(Entries shown Opens)
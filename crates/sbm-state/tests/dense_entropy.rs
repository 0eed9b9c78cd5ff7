mod common;

use common::{random_state, triangle};
use sbm_core::SbmError;
use sbm_state::{BlockState, BlockStateOpts, EntropyArgs};

#[test]
fn dense_entropy_rejects_degree_correction() {
    let state = random_state(1, 10, 0.3, 3, false, true);
    let ea = EntropyArgs {
        adjacency: true,
        dense: true,
        ..EntropyArgs::none()
    };
    assert!(matches!(state.entropy(&ea), Err(SbmError::Unsupported(_))));
}

#[test]
fn dense_entropy_counts_placements() {
    // Two blocks of sizes 2 and 1, one internal edge and two cross edges:
    // binom(1, 1) placements within block 0 and binom(2, 2) across.
    let state = BlockState::new(triangle(), vec![0, 0, 1], BlockStateOpts::default()).unwrap();
    let ea = EntropyArgs {
        adjacency: true,
        dense: true,
        multigraph: false,
        ..EntropyArgs::none()
    };
    let s = state.entropy(&ea).unwrap();
    // ln C(2*2/2 + ... ): within block 0: C(n(n+1)/2 = 3, 1) = 3; cross:
    // C(2*1 = 2, 2) = 1.
    let expected = 3f64.ln();
    assert!((s - expected).abs() < 1e-12, "{s} vs {expected}");
}

#[test]
fn dense_multiset_counts_multigraph_placements() {
    let state = BlockState::new(triangle(), vec![0, 0, 1], BlockStateOpts::default()).unwrap();
    let ea = EntropyArgs {
        adjacency: true,
        dense: true,
        multigraph: true,
        ..EntropyArgs::none()
    };
    let s = state.entropy(&ea).unwrap();
    // Multisets: C(3 + 1 - 1, 1) = 3 within block 0; C(2 + 2 - 1, 2) = 3
    // across.
    let expected = 3f64.ln() + 3f64.ln();
    assert!((s - expected).abs() < 1e-12, "{s} vs {expected}");
}

#[test]
fn sparse_and_dense_deltas_both_track_entropy() {
    let mut state = random_state(15, 12, 0.3, 3, false, false);
    for dense in [false, true] {
        let ea = EntropyArgs {
            adjacency: true,
            exact: true,
            dense,
            multigraph: dense,
            ..EntropyArgs::none()
        };
        let v = 3;
        let r = state.block_of(v);
        let nr = (r + 1) % state.num_blocks();
        if state.block_weight(nr) == 0 {
            continue;
        }
        let before = state.entropy(&ea).unwrap();
        let ds = state.virtual_move(v, r, nr, &ea);
        let mut moved = state.deep_copy();
        moved.move_vertex(v, nr).unwrap();
        let after = moved.entropy(&ea).unwrap();
        assert!(
            (ds - (after - before)).abs() < 1e-8,
            "dense={dense}: {ds} vs {}",
            after - before
        );
    }
}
(Entries shown Closes)
Output every record in full, exactly as it was given.

Response box:
filename crates/sbm-state/tests/dense_entropy.rs
repository 0eed9b9c78cd5ff7
mod common;

use common::{random_state, triangle};
use sbm_core::SbmError;
use sbm_state::{BlockState, BlockStateOpts, EntropyArgs};

#[test]
fn dense_entropy_rejects_degree_correction() {
    let state = random_state(1, 10, 0.3, 3, false, true);
    let ea = EntropyArgs {
        adjacency: true,
        dense: true,
        ..EntropyArgs::none()
    };
    assert!(matches!(state.entropy(&ea), Err(SbmError::Unsupported(_))));
}

#[test]
fn dense_entropy_counts_placements() {
    // Two blocks of sizes 2 and 1, one internal edge and two cross edges:
    // binom(1, 1) placements within block 0 and binom(2, 2) across.
    let state = BlockState::new(triangle(), vec![0, 0, 1], BlockStateOpts::default()).unwrap();
    let ea = EntropyArgs {
        adjacency: true,
        dense: true,
        multigraph: false,
        ..EntropyArgs::none()
    };
    let s = state.entropy(&ea).unwrap();
    // ln C(2*2/2 + ... ): within block 0: C(n(n+1)/2 = 3, 1) = 3; cross:
    // C(2*1 = 2, 2) = 1.
    let expected = 3f64.ln();
    assert!((s - expected).abs() < 1e-12, "{s} vs {expected}");
}

#[test]
fn dense_multiset_counts_multigraph_placements() {
    let state = BlockState::new(triangle(), vec![0, 0, 1], BlockStateOpts::default()).unwrap();
    let ea = EntropyArgs {
        adjacency: true,
        dense: true,
        multigraph: true,
        ..EntropyArgs::none()
    };
    let s = state.entropy(&ea).unwrap();
    // Multisets: C(3 + 1 - 1, 1) = 3 within block 0; C(2 + 2 - 1, 2) = 3
    // across.
    let expected = 3f64.ln() + 3f64.ln();
    assert!((s - expected).abs() < 1e-12, "{s} vs {expected}");
}

#[test]
fn sparse_and_dense_deltas_both_track_entropy() {
    let mut state = random_state(15, 12, 0.3, 3, false, false);
    for dense in [false, true] {
        let ea = EntropyArgs {
            adjacency: true,
            exact: true,
            dense,
            multigraph: dense,
            ..EntropyArgs::none()
        };
        let v = 3;
        let r = state.block_of(v);
        let nr = (r + 1) % state.num_blocks();
        if state.block_weight(nr) == 0 {
            continue;
        }
        let before = state.entropy(&ea).unwrap();
        let ds = state.virtual_move(v, r, nr, &ea);
        let mut moved = state.deep_copy();
        moved.move_vertex(v, nr).unwrap();
        let after = moved.entropy(&ea).unwrap();
        assert!(
            (ds - (after - before)).abs() < 1e-8,
            "dense={dense}: {ds} vs {}",
            after - before
        );
    }
}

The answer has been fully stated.